(Stored data entries)

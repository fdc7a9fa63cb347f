use std::path::PathBuf;
use std::sync::Arc;
use std::sync::atomic::AtomicBool;
use std::thread;

use board_agent_core::config::AgentConfig;
use board_agent_core::context::AgentContext;
use board_agent_core::{gateway, monitor};
use clap::Parser;
use tracing::{error, info};

/// Board agent daemon: watches for a supported USB-serial board, manages
/// its Lua RTOS session, and exposes both to the browser IDE over a local
/// WebSocket.
#[derive(Parser, Debug)]
#[command(name = "board-agent", version)]
struct Cli {
    /// Path to the TOML config file. Defaults to the platform config dir.
    #[arg(long)]
    config: Option<PathBuf>,
}

fn main() {
    tracing_subscriber::fmt()
        .with_env_filter(tracing_subscriber::EnvFilter::from_default_env())
        .init();

    let cli = Cli::parse();
    let config_path = cli.config.or_else(AgentConfig::default_path);

    let config = match config_path {
        Some(path) => match AgentConfig::load(&path) {
            Ok(config) => config,
            Err(e) => {
                error!(error = %e, path = %path.display(), "failed to load config");
                std::process::exit(1);
            }
        },
        None => AgentConfig::default(),
    };

    info!(bind_address = %config.bind_address, "starting board agent");

    let ctx = Arc::new(AgentContext::new(config));
    let stop = Arc::new(AtomicBool::new(false));

    let monitor_ctx = ctx.clone();
    let monitor_stop = stop.clone();
    let monitor_handle = thread::spawn(move || monitor::run(monitor_ctx, monitor_stop));

    if let Err(e) = gateway::serve(ctx, stop) {
        error!(error = %e, "control gateway exited with an error");
        std::process::exit(1);
    }

    let _ = monitor_handle.join();
}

→ Problem statement: Return the total number of lines in the records that contain "load", without any explanation.

→ Answer to this task: 2